1. Too much drama to cover. Now, granted, I'm just one asshole writing this over my morning coffee. The job of covering all of the drama falls to newspapers, such as they remain, and the big political science blogs have, you know, multiple people involved. I'm unmutual. Still, this was a core issue in the campaign. There was so much batshit craziness that it was hard to focus on any one thing because it kept being pushed aside by the next bit of insanity. Trump tells a crazy lie and you can't focus on how crazy the lie is because by the time you are 10% through explaining the insanity of it, he's told 50 more lies that are even crazier. Right now, we've got Trump encouraging police brutality, the Scaramucci mess, he's at war with his own AG, threatening to blow up the individual markets in the health insurance industry, blustering about North Korea, oh, and he's still under investigation by Mueller for, ya' know, his campaign's known contacts with the Russian government and his attempts to stifle an investigation into same. And skinny repeal was just last week. There is so much craziness that I can't fucking keep up.
2. Living outside our models. I like models. I'm a math person. If anyone bothers to dig through what I publish in the academic world, you'll see lots of nifty little equations because equations make me happy. Technically, inequalities do too. In fact, inequalities are often more useful than equations. Models are at the core of my little academic world. And yet, I find myself just kind of ranting here, often without a model. Why? Models are only useful when the conditions for the model apply. I prefer to study Congress rather than the Presidency. Why? Better models. So, for example, I was able to say that the Senate would be the more difficult chamber for Obamacare repeal. That wasn't a difficult statement to make. I know the rules of the House and the Senate, and I know their compositions. Skinny repeal came very close to passage, and only failed because John McCain decided to have one of his unpredictable moments, but the Senate is the graveyard of legislation. Models can work. However, with the Presidency, models are weaker because we have fewer and weaker observations. And with Trump... we got nothing. He is so far outside of our experience that models don't work. He is insane and stupid. We can make some predictions about his behavior. He will bully people, and generally act like a racist, misogynist fake-tough guy. He will lie and brag. But, he will also act erratically, and we have introduced a chaotic element to our political system that puts things so far outside the realm of normal political science that it is often hard to find ways to explain what is going on within the realm of political science. We are living outside our models.
3. Stupidity and insanity are real.

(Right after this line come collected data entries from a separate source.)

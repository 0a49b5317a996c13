//! Shared-mode assembly: one plan, one runtime, shared chunks.

use folio_config::{BuildMode, ConfigError, EnvConfig, Environment, FolioConfig, PageDescriptor};
use folio_graph::{ModuleGraph, ModuleId};
use folio_planner::{
    BuildPlan, ChunkKind, ChunkRule, PageEmissionAdapter, PlanAssembler, PlanError, PlanSet,
    UnifiedPlan,
};
use serde_json::{Value, json};

fn id(path: &str) -> ModuleId {
    ModuleId::new(path).unwrap()
}

/// `main.js` and `another.js` both import `shared.js` and react;
/// only `main.js` imports lodash.
fn demo_graph() -> ModuleGraph {
    let graph = ModuleGraph::new();
    graph.add_dependencies(
        id("main.js"),
        [
            id("shared.js"),
            id("node_modules/react/index.js"),
            id("node_modules/lodash/index.js"),
        ],
    );
    graph.add_dependencies(
        id("another.js"),
        [id("shared.js"), id("node_modules/react/index.js")],
    );
    graph
}

fn pages(extra: Value) -> Vec<PageDescriptor> {
    let mut value = json!({
        "pages": [
            { "title": "Demo", "entry": { "app": "main.js" } },
            { "title": "Another", "path": "another", "entry": { "another": "another.js" } }
        ]
    });
    folio_config::merge_values(&mut value, &extra);
    FolioConfig::from_value(value)
        .unwrap()
        .page_descriptors()
        .unwrap()
}

fn assemble(graph: &ModuleGraph, pages: &[PageDescriptor]) -> Result<PlanSet, PlanError> {
    PlanAssembler::new(graph).assemble(
        pages,
        &Default::default(),
        &EnvConfig::new(Environment::Production),
        BuildMode::Shared,
    )
}

fn unified(plans: &PlanSet) -> &UnifiedPlan {
    match &plans.plans[..] {
        [BuildPlan::Unified(plan)] => plan,
        other => panic!("expected one unified plan, got {other:?}"),
    }
}

#[test]
fn shared_mode_has_one_runtime_and_shared_chunks() {
    let graph = demo_graph();
    let pages = pages(Value::Null);
    let plans = assemble(&graph, &pages).unwrap();
    let plan = unified(&plans);

    assert_eq!(plans.runtime_chunk_count(), 1);

    let vendor = plan.chunk("vendor").unwrap();
    assert_eq!(vendor.kind, ChunkKind::Shared);
    assert!(vendor.modules.contains(&id("node_modules/react/index.js")));

    let common = plan.chunk("common").unwrap();
    assert!(common.modules.contains(&id("shared.js")));

    let requests = PageEmissionAdapter::requests(&plans);
    assert_eq!(
        requests[0].chunk_names(),
        vec!["runtime", "vendor", "common", "app"]
    );
    assert_eq!(
        requests[1].chunk_names(),
        vec!["runtime", "vendor", "common", "another"]
    );
    // One build: every document loads the same root-level files.
    assert_eq!(
        requests[1].chunk_paths(),
        vec!["runtime", "vendor", "common", "another"]
    );
    assert_eq!(requests[1].document_path, "another/index.html");
    assert_eq!(plans.manifests().len(), 2);
    assert!(
        plans
            .manifests()
            .values()
            .all(|m| m.path == "manifest.json")
    );
}

/// A node_modules package imported by a single page must stay in that page's
/// entry chunk even though it matches the vendor rule.
#[test]
fn single_page_vendor_module_is_not_shared() {
    let graph = demo_graph();
    let pages = pages(Value::Null);
    let plans = assemble(&graph, &pages).unwrap();
    let plan = unified(&plans);

    let lodash = id("node_modules/lodash/index.js");
    assert!(!plan.chunk("vendor").unwrap().modules.contains(&lodash));
    assert!(plan.chunk("app").unwrap().modules.contains(&lodash));
    assert!(!plan.chunk("another").unwrap().modules.contains(&lodash));
}

#[test]
fn entry_chunk_collision_names_both_pages() {
    let graph = demo_graph();
    let pages = pages(json!({
        "pages": [{ "title": "Other", "path": "other", "entry": { "app": "another.js" } }]
    }));

    let err = assemble(&graph, &pages).unwrap_err();
    match err {
        PlanError::Config(ConfigError::EntryCollision {
            chunk,
            first,
            second,
        }) => {
            assert_eq!(chunk, "app");
            assert_eq!(first.index, 0);
            assert_eq!(second.index, 2);
        }
        other => panic!("expected EntryCollision, got {other:?}"),
    }
}

#[test]
fn explicit_chunk_list_is_used_verbatim() {
    let graph = demo_graph();
    let mut pages = pages(Value::Null);
    pages[1].chunks = folio_config::ChunkSelection::Only(vec!["runtime".into(), "another".into()]);

    let plans = assemble(&graph, &pages).unwrap();
    let requests = PageEmissionAdapter::requests(&plans);
    assert_eq!(requests[1].chunk_names(), vec!["runtime", "another"]);
    assert_eq!(requests[1].chunks[0].kind, ChunkKind::Runtime);
}

#[test]
fn explicit_chunk_list_must_include_own_entry() {
    let graph = demo_graph();
    let mut pages = pages(Value::Null);
    pages[1].chunks = folio_config::ChunkSelection::Only(vec!["runtime".into(), "app".into()]);

    let err = assemble(&graph, &pages).unwrap_err();
    assert!(matches!(
        err,
        PlanError::Config(ConfigError::ChunksMissingEntry { ref chunk, .. }) if chunk == "another"
    ));
}

#[test]
fn explicit_chunk_list_rejects_unknown_chunks() {
    let graph = demo_graph();
    let mut pages = pages(Value::Null);
    pages[1].chunks =
        folio_config::ChunkSelection::Only(vec!["polyfills".into(), "another".into()]);

    let err = assemble(&graph, &pages).unwrap_err();
    assert!(matches!(
        err,
        PlanError::Config(ConfigError::UnknownChunk { ref chunk, .. }) if chunk == "polyfills"
    ));
}

#[test]
fn explicit_chunk_list_rejects_repeated_names() {
    let graph = demo_graph();
    let mut pages = pages(Value::Null);
    pages[1].chunks = folio_config::ChunkSelection::Only(vec![
        "runtime".into(),
        "another".into(),
        "another".into(),
    ]);

    let err = assemble(&graph, &pages).unwrap_err();
    assert_eq!(
        err.to_string(),
        "page 1 (\"Another\"): 'chunks' lists 'another' more than once"
    );
    assert!(matches!(
        err,
        PlanError::Config(ConfigError::DuplicateChunk { ref chunk, .. }) if chunk == "another"
    ));
}

#[test]
fn custom_rules_replace_defaults() {
    let graph = demo_graph();
    let pages = pages(Value::Null);

    let plans = PlanAssembler::new(&graph)
        .with_rules([ChunkRule::all_pages("everywhere")])
        .assemble(
            &pages,
            &Default::default(),
            &EnvConfig::new(Environment::Development),
            BuildMode::Shared,
        )
        .unwrap();
    let plan = unified(&plans);

    assert!(plan.chunk("vendor").is_none());
    let everywhere = plan.chunk("everywhere").unwrap();
    assert!(everywhere.modules.contains(&id("shared.js")));
    assert!(everywhere.modules.contains(&id("node_modules/react/index.js")));
}

#[test]
fn rule_threshold_below_two_is_rejected() {
    let graph = demo_graph();
    let pages = pages(Value::Null);

    let err = PlanAssembler::new(&graph)
        .with_rules([ChunkRule::common("common").min_pages(1)])
        .assemble(
            &pages,
            &Default::default(),
            &EnvConfig::new(Environment::Development),
            BuildMode::Shared,
        )
        .unwrap_err();
    assert!(matches!(err, PlanError::InvalidRule { .. }));
}

#[test]
fn shared_assembly_is_idempotent() {
    let graph = demo_graph();
    let pages = pages(Value::Null);
    assert_eq!(
        assemble(&graph, &pages).unwrap(),
        assemble(&graph, &pages).unwrap()
    );
}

This kind of relates to 2, and I'll probably, eventually get around to something more elaborate on this (assuming I get a chance-- see 1), but I come from an economics background. I do game-theoretic models in my real work. Those models are "rational choice" models in which utility-maximizing individuals select the strategies that give them the best outcomes given the strategies other actors are using. These models don't work, though, when people are either stupid, or crazy. Donald Trump is not mentally competent, and he is so obviously not mentally competent that anyone who voted for him clearly isn't mentally competent because they voted to give nuclear weapons to someone who isn't mentally competent. I'm just not going to sugar-coat this. I would not make this statement about any other major party nominee in modern history. I will make it about Donald Trump. This complicates any discussion of politics for two reasons. First, we don't have a systematic way to discuss either stupidity or insanity. They are academically verboten topics. Why? See 2. They are ad hominem. They are. If I call Donald Trump stupid or crazy, I am making an ad hominem attack. That doesn't mean I'm wrong! More importantly, Trump's mental incompetence has serious implications for domestic and international policy. He is currently trying to decide whether or not to blow up the health insurance markets by denying payment through the risk corridors, and who knows what stupid shit he'll pull with North Korea? Yes, it is ad hominem to call someone, "stupid." That doesn't mean it isn't true. Trump is mentally incompetent, and people voted to give a feeble-minded person nuclear weapons, even though they knew he was unqualified for the job, if you looked at the polls. That's just fucking stupid, and it is hard to write about politics right now without talking about stupidity.
4. Following from 3, civility norms in journalism and regular society preclude any rigorous analysis! If I am prevented from pointing out stupidity where it undeniably exists, then we cannot talk about reality. I'm going to quote Philip K. Dick here. "Reality is that which, when you stop believing in it, doesn't go away." Pretending stupidity doesn't exist doesn't make it go away. It just makes us unable to grapple with the real problem. Political science has come up with plenty of jargon and rationalizations for stupidity. "Rational ignorance," meaning that it is irrational to take the time to learn things because the utility value of the knowledge isn't great enough to outweigh the time it takes to learn it. "Cognitive efficiency." The effort it takes to think things through doesn't outweigh the utility value of utility-maximization, so you settle for something less because it's easier. That kind of thing. Don't think to hard or learn too much because it ain't worth it. At the end of the day, though, a lot of people are just fucking stupid, and the dumbest one has control of the most powerful nuclear arsenal in history. If norms of discourse prevent us from discussing this, that's a problem. So here I am, all by my lonesome, writing a blog that few people read, and if I tried to say what I say here anywhere else, I'd be shut down because you can't talk about stupidity in civil discourse. Trump isn't cognitively efficient. He is cognitively deficient, and if we can't say that, well, Trump would call that "political correctness."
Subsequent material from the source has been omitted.